La Ue non deve cedere alle minacce sui dazi
Trump è debole in vista delle elezioni di metà mandato. L’Unione può sfidarlo e batterlo per molti motivi, ma per uno in particolare: il comportamento di Google, a leggere gli atti, viola le nostre leggi e non può essere accettato se si crede che i cittadini debbano venire prima di tutto

Non è tempo di retrocedere, non per l’Europa. La Commissione Ue ha inflitto giovedì scorso una multa da 900 milioni di dollari a Google perché, secondo la valutazione dei suoi giuristi, il colosso digitale ha truccato i meccanismi di ricerca sulla grande rete e violato la concorrenza favorendo l’accesso ad alcune applicazioni “amiche”.
Si tratta di trasgressioni che originano da scelte aziendali ritenute predatorie e non hanno nulla a che fare con il commercio. Donald Trump ha tuttavia reagito affermando che – in sintesi – è in corso un attacco all’America da parte dei poveri che vogliono rivalersi sui bravi e giustamente ricchi campioni del business tech.
Per questo, ha annunciato «sostanziosi dazi» come risposta a quella che lui considera «una rapina». Non è così. Ed è il motivo per cui non bisogna mollare. Perché vale la regola manzoniana del “male non fare, paura non avere”.
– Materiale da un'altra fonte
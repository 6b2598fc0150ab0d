//! Milk Entry API Handlers

use std::collections::HashMap;

use axum::{
    Json,
    extract::{Path, Query, State},
};
use http::StatusCode;
use surrealdb::RecordId;

use crate::auth::CurrentUser;
use crate::billing::{PayoutRow, WeeklySummary, aggregate_payouts, aggregate_week, compute_amount, resolve_week};
use crate::core::ServerState;
use crate::db::models::{Customer, MilkEntry, MilkEntryCreate, MilkEntryDetail};
use crate::db::repository::{CUSTOMER_TABLE, EntryFilter, MILK_ENTRY_TABLE, parse_record_id};
use crate::security_log;
use crate::utils::time::{local_now, parse_bound, parse_date};
use crate::utils::validation::{require, validate_non_negative};
use crate::utils::{ApiResponse, AppError, AppResult, ErrorCode, created, ok_with_message};

use shared::models::{
    CustomerEntriesQuery, MilkEntryQuery, MilkEntryUpdate, Session, WeeklySummaryQuery,
};
use shared::models::MilkEntryCreate as MilkEntryPayload;

fn parse_customer_id(raw: &str) -> AppResult<RecordId> {
    parse_record_id(CUSTOMER_TABLE, raw).map_err(|e| {
        AppError::validation(e.to_string()).with_detail("field", "customerId")
    })
}

fn parse_entry_id(raw: &str) -> AppResult<RecordId> {
    parse_record_id(MILK_ENTRY_TABLE, raw).map_err(|_| AppError::milk_entry_not_found(raw))
}

/// Customers may only read their own records
fn ensure_scope(user: &CurrentUser, customer_id: &RecordId) -> AppResult<()> {
    if user.can_access_customer(&customer_id.to_string()) {
        return Ok(());
    }
    security_log!(
        "WARN",
        "customer_scope_violation",
        user_id = user.id.clone(),
        customer_id = customer_id.to_string()
    );
    Err(AppError::new(ErrorCode::CustomerScopeViolation))
}

fn validate_measurements(liters: f64, fat: f64) -> AppResult<()> {
    validate_non_negative(liters, "liters", ErrorCode::MilkEntryInvalidQuantity)?;
    validate_non_negative(fat, "fat", ErrorCode::MilkEntryInvalidQuantity)
}

fn with_customer(entry: MilkEntry, customers: &HashMap<String, Customer>) -> MilkEntryDetail {
    let customer = customers.get(&entry.customer_id.to_string());
    MilkEntryDetail {
        customer_name: customer.map(|c| c.full_name.clone()),
        customer_mobile: customer.map(|c| c.mobile.clone()),
        entry,
    }
}

/// Record a delivery; amount is computed from the customer's base rate
pub async fn create(
    State(state): State<ServerState>,
    Json(payload): Json<MilkEntryPayload>,
) -> AppResult<(StatusCode, Json<ApiResponse<MilkEntry>>)> {
    let customer_id = require(payload.customer_id, "customerId")?;
    let date = require(payload.date, "date")?;
    let session = require(payload.session, "session")?;
    let liters = require(payload.liters, "liters")?;
    let fat = require(payload.fat, "fat")?;

    let customer_id = parse_customer_id(&customer_id)?;
    let date = parse_date(&date, "date")?;
    let session = Session::parse(&session).ok_or_else(|| {
        AppError::with_message(
            ErrorCode::MilkEntryInvalidSession,
            format!("Invalid session '{}', expected morning or evening", session),
        )
    })?;
    validate_measurements(liters, fat)?;

    let customer = state
        .customers()
        .find_by_id(&customer_id)
        .await?
        .ok_or_else(|| AppError::customer_not_found(customer_id.to_string()))?;

    let amount = compute_amount(liters, fat, customer.base_fat_rate);

    let entry = state
        .milk_entries()
        .create(MilkEntryCreate {
            customer_id,
            date,
            session,
            liters,
            fat,
            amount,
        })
        .await?;

    tracing::info!(
        entry_id = %entry.id_string(),
        customer_id = %entry.customer_id,
        date = %entry.date,
        session = entry.session.as_str(),
        liters,
        fat,
        amount,
        "Milk entry added"
    );

    Ok(created(entry, "Milk entry added successfully"))
}

/// List entries, optionally by customer and/or day, newest first
pub async fn list(
    State(state): State<ServerState>,
    Query(query): Query<MilkEntryQuery>,
) -> AppResult<Json<ApiResponse<Vec<MilkEntryDetail>>>> {
    let customer_id = match query.customer_id.as_deref().filter(|s| !s.trim().is_empty()) {
        Some(raw) => Some(parse_customer_id(raw)?),
        None => None,
    };
    let date = match query.date.as_deref().filter(|s| !s.trim().is_empty()) {
        Some(raw) => Some(parse_date(raw, "date")?),
        None => None,
    };

    let entries = state
        .milk_entries()
        .find_all(EntryFilter { customer_id, date })
        .await?;

    let customers: HashMap<String, Customer> = state
        .customers()
        .find_all()
        .await?
        .into_iter()
        .map(|c| (c.id_string(), c))
        .collect();

    let details = entries
        .into_iter()
        .map(|entry| with_customer(entry, &customers))
        .collect();

    Ok(ok_with_message(details, "Milk entries fetched"))
}

/// Get one entry with its customer's name
pub async fn get_by_id(
    State(state): State<ServerState>,
    Path(id): Path<String>,
) -> AppResult<Json<ApiResponse<MilkEntryDetail>>> {
    let record = parse_entry_id(&id)?;
    let entry = state
        .milk_entries()
        .find_by_id(&record)
        .await?
        .ok_or_else(|| AppError::milk_entry_not_found(&id))?;

    let customer = state.customers().find_by_id(&entry.customer_id).await?;
    let detail = MilkEntryDetail {
        customer_name: customer.as_ref().map(|c| c.full_name.clone()),
        customer_mobile: customer.map(|c| c.mobile),
        entry,
    };

    Ok(ok_with_message(detail, "Milk entry found"))
}

/// Update liters and/or fat; amount is recomputed with the current rate
pub async fn update(
    State(state): State<ServerState>,
    Path(id): Path<String>,
    Json(payload): Json<MilkEntryUpdate>,
) -> AppResult<Json<ApiResponse<MilkEntry>>> {
    let record = parse_entry_id(&id)?;
    let repo = state.milk_entries();
    let entry = repo
        .find_by_id(&record)
        .await?
        .ok_or_else(|| AppError::milk_entry_not_found(&id))?;

    let liters = payload.liters.unwrap_or(entry.liters);
    let fat = payload.fat.unwrap_or(entry.fat);
    validate_measurements(liters, fat)?;

    let base_rate = match state.customers().find_by_id(&entry.customer_id).await? {
        Some(customer) => customer.base_fat_rate,
        None => {
            tracing::warn!(entry_id = %id, customer_id = %entry.customer_id, "Customer missing, recomputing amount with zero rate");
            0.0
        }
    };
    let amount = compute_amount(liters, fat, base_rate);

    let updated = repo.update_measurements(&record, liters, fat, amount).await?;

    tracing::info!(entry_id = %updated.id_string(), liters, fat, amount, "Milk entry updated");

    Ok(ok_with_message(updated, "Milk entry updated"))
}

/// Delete an entry
pub async fn delete(
    State(state): State<ServerState>,
    Path(id): Path<String>,
) -> AppResult<Json<ApiResponse<()>>> {
    let record = parse_entry_id(&id)?;
    if !state.milk_entries().delete(&record).await? {
        return Err(AppError::milk_entry_not_found(&id));
    }

    tracing::info!(entry_id = %record, "Milk entry deleted");

    Ok(Json(ApiResponse::success_with_message("Milk entry deleted", ())))
}

/// All entries of one customer, newest first
pub async fn list_by_customer(
    State(state): State<ServerState>,
    user: CurrentUser,
    Query(query): Query<CustomerEntriesQuery>,
) -> AppResult<Json<ApiResponse<Vec<MilkEntry>>>> {
    let raw = require(
        query.customer_id.filter(|s| !s.trim().is_empty()),
        "customerId",
    )?;
    let customer_id = parse_customer_id(&raw)?;
    ensure_scope(&user, &customer_id)?;

    let entries = state.milk_entries().find_by_customer(&customer_id).await?;
    Ok(ok_with_message(entries, "Milk entries fetched successfully"))
}

/// Day-by-day totals of one customer for a billing week
///
/// Without both `startDate` and `endDate` the current Saturday-Friday week
/// is used
pub async fn weekly_summary(
    State(state): State<ServerState>,
    user: CurrentUser,
    Query(query): Query<WeeklySummaryQuery>,
) -> AppResult<Json<ApiResponse<WeeklySummary>>> {
    let raw = require(
        query.customer_id.filter(|s| !s.trim().is_empty()),
        "customerId",
    )?;
    let customer_id = parse_customer_id(&raw)?;
    ensure_scope(&user, &customer_id)?;

    let explicit = match (query.start_date.as_deref(), query.end_date.as_deref()) {
        (Some(start), Some(end)) => Some((
            parse_bound(start, "startDate")?,
            parse_bound(end, "endDate")?,
        )),
        _ => None,
    };
    let window = resolve_week(local_now(), explicit);

    let entries = state
        .milk_entries()
        .find_in_range(window.start_date(), window.end_date(), Some(&customer_id))
        .await?;
    let summary = aggregate_week(&entries, &customer_id.to_string(), &window);

    tracing::debug!(
        customer_id = %customer_id,
        week = %window.label(),
        days = summary.daily.len(),
        amount = summary.weekly_total.amount,
        "Weekly summary computed"
    );

    Ok(ok_with_message(summary, "Weekly milk summary"))
}

/// Amount owed to every customer for the current week
pub async fn weekly_payouts(
    State(state): State<ServerState>,
) -> AppResult<Json<ApiResponse<Vec<PayoutRow>>>> {
    let window = resolve_week(local_now(), None);

    let entries = state
        .milk_entries()
        .find_in_range(window.start_date(), window.end_date(), None)
        .await?;
    let customers = state.customers().find_all().await?;

    let rows = aggregate_payouts(&entries, &customers, &window);

    tracing::info!(week = %window.label(), customers = rows.len(), "Weekly payouts calculated");

    Ok(ok_with_message(rows, "Weekly payouts calculated"))
}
Il disputato e fragile accordo di scambio non libero sottoscritto dall’Unione un anno fa a Turnberry, in Scozia, offre una solida base giuridica. L’intesa, siglata dopo un’imbarazzante genuflessione a Trump, fissa al 15% il tetto dei dazi statunitensi sulla maggior parte del nostro export. In cambio, accetta l’ingresso in esenzione da tariffe ai prodotti industriali statunitensi e ad alcuni generi alimentari.
È un contratto sbilanciato, sebbene in quel momento sia stato vagliato come il minore dei mali. Ora, però, torna utile la parte che stabilisce alcune clausole di salvaguardia che permettono alla Commissione di sospendere il trattamento preferenziale. Se Trump, irritato per Google, alzasse la percentuale dei prelievi imposti alle merci che entrano negli Usa infrangerebbe il patto scozzese, ne giustificherebbe la sospensione e perderebbe i vantaggi delle “zero gabelle” per i prodotti che viaggiano verso la sponda orientale dell’Atlantico dove fiorisce il loro principale mercato.
Ciò crea le condizioni perché il Tycoon si rimangi la minaccia e perché l’Europa mostri gli attributi. Il presidente deve vedersela con l’inflazione che attanaglia gli americani, la crescita inferiore alle aspettative e il rischio che, dopo aver cambiato il presidente della Federal Reserve, i tassi non calino, anzi. La sconclusionata campagna d’Iran ha ridotto il consenso per i repubblicani e l’effetto Hormuz pesa anche sulle tasche dei consumatori a stelle e strisce. Non è un caso se, almeno nella parte iniziale del 2026, le importazioni degli States sono state maggiori delle esportazioni: i dazi costano e non sono un’arma finale.
Ecco perché l’Europa non deve cedere. Trump è debole in vista delle elezioni di metà mandato e, in fondo, gli stava bene che negli ultimi mesi le relazioni fra le due sponde dell’Oceano si fossero stabilizzate. Se i Ventisette sospendono l’intesa di Turnberry ci saranno contraccolpi, ma i danni maggiori saranno per la Casa Bianca che, oltretutto, ha un in corso una accesa disputa con la Giustizia Usa per la legittimità dei dazi vigenti. Il presidente non ha bisogno di altri fronti. L’Unione può sfidarlo e batterlo, per molti motivi, ma per uno in particolare: il comportamento di Google, a leggere gli atti, viola le nostre leggi e non può essere accettato se si crede che i cittadini debbano venire prima di tutto.